_INSTRUCTIONS FOR THE TASK:_ Scan the records for "Cannot". Report each line that includes it.

━━ RECORD SET

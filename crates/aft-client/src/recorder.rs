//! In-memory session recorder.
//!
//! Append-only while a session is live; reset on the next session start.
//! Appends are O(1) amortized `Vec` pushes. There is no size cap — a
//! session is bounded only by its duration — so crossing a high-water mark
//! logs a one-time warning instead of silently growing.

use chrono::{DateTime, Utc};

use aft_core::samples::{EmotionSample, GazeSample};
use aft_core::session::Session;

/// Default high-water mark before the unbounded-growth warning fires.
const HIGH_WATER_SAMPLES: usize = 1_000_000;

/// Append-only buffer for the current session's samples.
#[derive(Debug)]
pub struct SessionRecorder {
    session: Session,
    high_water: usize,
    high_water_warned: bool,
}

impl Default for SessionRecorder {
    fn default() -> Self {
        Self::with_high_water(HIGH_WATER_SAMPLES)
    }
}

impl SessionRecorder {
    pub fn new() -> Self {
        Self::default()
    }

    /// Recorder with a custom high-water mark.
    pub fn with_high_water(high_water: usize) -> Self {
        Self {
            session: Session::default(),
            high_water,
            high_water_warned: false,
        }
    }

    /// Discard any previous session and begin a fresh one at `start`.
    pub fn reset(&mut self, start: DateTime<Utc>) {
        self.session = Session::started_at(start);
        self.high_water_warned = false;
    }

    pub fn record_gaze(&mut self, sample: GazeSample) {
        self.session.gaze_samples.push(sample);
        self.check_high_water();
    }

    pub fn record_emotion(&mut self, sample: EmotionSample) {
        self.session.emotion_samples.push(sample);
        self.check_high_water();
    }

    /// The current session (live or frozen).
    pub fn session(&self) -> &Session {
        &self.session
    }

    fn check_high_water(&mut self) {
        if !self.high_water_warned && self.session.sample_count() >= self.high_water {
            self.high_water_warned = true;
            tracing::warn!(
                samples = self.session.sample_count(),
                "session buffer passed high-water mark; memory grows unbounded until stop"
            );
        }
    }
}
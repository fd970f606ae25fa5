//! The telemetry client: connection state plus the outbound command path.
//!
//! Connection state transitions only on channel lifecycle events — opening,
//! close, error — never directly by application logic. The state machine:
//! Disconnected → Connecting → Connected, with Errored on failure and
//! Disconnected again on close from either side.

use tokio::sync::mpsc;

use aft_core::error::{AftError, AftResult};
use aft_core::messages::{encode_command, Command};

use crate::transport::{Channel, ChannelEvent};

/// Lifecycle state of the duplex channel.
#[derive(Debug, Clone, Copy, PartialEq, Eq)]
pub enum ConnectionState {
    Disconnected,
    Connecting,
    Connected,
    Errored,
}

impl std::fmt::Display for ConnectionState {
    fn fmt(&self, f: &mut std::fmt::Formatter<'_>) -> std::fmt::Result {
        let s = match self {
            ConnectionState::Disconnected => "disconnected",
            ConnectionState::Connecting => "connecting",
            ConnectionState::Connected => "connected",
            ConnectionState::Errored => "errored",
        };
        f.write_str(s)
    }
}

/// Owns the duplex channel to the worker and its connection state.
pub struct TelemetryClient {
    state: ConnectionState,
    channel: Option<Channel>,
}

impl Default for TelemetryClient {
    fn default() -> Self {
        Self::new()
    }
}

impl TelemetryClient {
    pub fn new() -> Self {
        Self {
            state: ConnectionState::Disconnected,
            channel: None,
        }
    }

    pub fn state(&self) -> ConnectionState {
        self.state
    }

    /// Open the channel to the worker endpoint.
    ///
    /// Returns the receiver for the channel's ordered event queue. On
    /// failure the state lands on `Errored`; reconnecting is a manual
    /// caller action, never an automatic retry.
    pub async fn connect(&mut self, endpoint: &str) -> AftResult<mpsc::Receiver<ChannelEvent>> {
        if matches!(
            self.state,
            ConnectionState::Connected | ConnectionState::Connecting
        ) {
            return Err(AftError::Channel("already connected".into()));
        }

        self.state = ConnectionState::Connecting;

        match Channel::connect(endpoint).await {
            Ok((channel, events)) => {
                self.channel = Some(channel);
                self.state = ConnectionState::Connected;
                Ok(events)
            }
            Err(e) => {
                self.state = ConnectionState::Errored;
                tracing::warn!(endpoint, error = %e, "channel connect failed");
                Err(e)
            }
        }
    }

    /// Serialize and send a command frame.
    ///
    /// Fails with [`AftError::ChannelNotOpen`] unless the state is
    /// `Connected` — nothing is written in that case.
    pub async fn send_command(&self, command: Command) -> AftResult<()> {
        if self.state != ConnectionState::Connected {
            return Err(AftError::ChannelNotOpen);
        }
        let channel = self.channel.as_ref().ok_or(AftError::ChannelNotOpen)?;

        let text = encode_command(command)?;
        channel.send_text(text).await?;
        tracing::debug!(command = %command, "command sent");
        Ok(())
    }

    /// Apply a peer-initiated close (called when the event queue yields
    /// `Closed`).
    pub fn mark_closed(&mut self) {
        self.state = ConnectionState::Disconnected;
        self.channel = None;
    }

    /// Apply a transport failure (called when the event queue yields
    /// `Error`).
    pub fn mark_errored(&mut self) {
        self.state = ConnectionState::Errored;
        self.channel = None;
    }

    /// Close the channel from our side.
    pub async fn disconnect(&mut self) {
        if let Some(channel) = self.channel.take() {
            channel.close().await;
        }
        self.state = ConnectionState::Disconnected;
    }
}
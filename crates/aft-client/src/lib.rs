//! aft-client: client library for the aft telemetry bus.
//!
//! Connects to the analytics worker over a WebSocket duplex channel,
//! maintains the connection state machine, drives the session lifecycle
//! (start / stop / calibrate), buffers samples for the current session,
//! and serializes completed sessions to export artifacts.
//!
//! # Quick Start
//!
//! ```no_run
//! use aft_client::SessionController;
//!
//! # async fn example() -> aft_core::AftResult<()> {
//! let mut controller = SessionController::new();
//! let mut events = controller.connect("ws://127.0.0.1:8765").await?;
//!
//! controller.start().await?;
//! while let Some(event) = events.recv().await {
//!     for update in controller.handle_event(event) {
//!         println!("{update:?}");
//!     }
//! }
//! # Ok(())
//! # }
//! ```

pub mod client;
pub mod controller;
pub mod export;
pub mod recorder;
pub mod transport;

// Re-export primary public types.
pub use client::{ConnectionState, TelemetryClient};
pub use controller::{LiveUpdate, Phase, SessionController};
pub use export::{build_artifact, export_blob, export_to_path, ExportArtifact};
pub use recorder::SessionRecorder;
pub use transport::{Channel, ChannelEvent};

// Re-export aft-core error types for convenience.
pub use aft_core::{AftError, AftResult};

━━━━
━━ RECORD SET

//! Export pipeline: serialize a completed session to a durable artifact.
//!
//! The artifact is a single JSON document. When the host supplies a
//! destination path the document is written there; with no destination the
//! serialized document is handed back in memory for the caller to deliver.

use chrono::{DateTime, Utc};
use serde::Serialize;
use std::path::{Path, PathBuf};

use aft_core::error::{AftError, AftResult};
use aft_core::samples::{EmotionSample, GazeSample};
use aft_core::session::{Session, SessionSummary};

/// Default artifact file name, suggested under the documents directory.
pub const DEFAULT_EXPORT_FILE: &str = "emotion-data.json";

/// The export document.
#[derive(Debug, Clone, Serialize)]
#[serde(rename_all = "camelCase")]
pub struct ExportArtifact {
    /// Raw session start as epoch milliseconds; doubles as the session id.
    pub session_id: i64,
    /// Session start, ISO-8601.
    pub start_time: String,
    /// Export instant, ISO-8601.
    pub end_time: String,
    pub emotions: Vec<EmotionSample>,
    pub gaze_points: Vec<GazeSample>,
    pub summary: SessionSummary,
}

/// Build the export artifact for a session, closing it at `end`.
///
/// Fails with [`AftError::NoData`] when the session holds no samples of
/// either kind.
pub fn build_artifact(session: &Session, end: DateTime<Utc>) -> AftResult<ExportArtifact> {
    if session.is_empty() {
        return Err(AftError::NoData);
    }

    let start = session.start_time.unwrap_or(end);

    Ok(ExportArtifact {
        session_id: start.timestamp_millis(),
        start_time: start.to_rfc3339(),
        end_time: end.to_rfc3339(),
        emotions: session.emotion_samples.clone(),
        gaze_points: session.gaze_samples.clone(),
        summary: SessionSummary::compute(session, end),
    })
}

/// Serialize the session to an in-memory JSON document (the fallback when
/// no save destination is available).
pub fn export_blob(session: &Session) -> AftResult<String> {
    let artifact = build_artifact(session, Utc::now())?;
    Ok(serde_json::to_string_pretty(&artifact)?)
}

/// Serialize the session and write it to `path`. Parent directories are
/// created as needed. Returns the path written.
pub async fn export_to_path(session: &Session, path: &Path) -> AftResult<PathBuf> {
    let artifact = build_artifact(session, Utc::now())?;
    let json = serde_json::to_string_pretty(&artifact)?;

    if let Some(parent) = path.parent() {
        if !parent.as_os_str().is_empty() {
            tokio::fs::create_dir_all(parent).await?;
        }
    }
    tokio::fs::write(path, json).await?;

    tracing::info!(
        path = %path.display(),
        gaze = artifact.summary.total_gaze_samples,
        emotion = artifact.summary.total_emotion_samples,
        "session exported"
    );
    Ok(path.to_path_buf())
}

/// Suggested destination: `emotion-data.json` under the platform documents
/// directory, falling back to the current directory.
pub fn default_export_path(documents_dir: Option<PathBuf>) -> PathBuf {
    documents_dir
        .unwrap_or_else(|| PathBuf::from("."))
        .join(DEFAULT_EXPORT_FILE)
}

━━━━
━━ RECORD SET

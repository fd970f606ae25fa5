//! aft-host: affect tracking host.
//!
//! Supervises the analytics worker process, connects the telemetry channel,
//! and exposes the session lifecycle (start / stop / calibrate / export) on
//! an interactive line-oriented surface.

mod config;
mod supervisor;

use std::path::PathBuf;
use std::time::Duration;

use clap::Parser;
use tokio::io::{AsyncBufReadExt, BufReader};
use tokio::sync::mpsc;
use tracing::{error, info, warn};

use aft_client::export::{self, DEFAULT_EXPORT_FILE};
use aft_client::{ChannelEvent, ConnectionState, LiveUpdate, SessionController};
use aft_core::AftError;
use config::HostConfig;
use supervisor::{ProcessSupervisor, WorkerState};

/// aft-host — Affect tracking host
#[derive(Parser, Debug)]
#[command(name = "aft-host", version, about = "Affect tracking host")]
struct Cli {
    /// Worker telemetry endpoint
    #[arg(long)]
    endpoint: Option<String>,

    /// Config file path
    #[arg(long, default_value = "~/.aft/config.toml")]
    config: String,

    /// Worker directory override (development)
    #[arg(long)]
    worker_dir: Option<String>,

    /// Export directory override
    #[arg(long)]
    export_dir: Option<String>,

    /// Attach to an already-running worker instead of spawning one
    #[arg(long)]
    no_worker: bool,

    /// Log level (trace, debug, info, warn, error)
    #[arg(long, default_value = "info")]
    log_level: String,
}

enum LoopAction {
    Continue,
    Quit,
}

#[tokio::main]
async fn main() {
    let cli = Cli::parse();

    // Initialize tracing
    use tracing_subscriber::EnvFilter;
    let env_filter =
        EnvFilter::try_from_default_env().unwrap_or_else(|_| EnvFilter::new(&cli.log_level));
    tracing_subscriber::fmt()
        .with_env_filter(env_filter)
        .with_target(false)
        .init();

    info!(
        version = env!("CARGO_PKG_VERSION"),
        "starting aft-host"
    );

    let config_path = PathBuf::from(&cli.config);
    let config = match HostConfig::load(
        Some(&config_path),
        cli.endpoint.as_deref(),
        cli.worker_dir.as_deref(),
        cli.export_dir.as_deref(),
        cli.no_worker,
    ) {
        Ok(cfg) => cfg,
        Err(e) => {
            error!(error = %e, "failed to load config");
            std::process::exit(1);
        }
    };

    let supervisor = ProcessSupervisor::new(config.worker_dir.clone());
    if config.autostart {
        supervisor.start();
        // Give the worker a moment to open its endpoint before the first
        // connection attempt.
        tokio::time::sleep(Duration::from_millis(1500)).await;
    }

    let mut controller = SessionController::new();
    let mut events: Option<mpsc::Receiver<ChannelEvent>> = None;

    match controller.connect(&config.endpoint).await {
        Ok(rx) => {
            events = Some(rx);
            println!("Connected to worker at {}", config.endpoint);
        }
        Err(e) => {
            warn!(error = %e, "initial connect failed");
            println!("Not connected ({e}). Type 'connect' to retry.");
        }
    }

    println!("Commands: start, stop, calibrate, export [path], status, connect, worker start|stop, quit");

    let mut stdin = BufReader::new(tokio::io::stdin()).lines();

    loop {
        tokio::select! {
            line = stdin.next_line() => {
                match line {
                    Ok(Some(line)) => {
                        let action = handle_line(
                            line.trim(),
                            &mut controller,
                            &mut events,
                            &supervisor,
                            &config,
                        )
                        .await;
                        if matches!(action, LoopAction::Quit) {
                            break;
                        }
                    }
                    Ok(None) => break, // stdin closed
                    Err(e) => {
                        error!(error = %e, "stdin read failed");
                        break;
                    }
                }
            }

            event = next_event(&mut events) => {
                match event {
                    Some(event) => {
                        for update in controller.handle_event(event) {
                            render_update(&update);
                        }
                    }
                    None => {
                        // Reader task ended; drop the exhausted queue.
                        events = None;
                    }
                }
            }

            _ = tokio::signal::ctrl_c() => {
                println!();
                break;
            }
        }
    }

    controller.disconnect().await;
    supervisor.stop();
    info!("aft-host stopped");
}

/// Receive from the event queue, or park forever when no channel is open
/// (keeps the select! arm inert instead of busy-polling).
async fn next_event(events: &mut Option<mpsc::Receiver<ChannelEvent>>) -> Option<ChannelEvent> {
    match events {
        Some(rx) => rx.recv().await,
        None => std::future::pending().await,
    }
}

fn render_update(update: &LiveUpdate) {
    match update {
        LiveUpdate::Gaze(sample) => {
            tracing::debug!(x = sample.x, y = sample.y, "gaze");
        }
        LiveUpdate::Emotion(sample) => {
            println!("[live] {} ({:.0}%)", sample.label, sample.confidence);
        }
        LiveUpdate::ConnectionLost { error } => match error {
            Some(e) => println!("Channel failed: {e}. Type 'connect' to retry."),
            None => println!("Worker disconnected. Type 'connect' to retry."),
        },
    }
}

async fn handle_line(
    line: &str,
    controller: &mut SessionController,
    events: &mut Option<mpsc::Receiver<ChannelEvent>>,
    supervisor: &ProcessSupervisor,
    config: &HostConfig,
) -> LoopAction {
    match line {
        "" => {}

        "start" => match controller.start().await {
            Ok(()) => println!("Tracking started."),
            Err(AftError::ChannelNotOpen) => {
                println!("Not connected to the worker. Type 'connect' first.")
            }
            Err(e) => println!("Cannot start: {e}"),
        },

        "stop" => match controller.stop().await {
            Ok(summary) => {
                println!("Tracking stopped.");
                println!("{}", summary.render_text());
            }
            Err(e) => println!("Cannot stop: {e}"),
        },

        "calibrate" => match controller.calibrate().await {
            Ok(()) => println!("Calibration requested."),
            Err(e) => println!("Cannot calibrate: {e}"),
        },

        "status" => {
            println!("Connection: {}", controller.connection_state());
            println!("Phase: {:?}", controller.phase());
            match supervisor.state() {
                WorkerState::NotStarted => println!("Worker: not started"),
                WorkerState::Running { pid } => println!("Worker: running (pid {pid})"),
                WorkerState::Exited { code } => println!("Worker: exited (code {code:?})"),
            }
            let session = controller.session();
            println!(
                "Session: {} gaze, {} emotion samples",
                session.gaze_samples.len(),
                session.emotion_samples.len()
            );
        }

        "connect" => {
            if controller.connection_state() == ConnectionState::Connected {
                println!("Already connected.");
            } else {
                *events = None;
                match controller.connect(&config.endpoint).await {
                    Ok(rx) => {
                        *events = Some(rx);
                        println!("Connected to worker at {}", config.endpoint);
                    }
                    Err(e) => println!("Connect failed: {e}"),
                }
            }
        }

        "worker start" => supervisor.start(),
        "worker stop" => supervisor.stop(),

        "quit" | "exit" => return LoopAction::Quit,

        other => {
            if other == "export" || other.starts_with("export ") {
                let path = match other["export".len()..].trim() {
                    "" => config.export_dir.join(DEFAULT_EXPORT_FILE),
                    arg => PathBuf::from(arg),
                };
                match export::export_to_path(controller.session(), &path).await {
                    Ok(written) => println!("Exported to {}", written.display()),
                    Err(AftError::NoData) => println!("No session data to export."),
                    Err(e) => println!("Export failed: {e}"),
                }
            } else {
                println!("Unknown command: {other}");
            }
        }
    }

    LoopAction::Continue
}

━━━━

_SOLUTION FOR THIS EXERCISE:_
            Err(e) => println!("Cannot start: {e}"),
            Err(e) => println!("Cannot stop: {e}"),
            Err(e) => println!("Cannot calibrate: {e}"),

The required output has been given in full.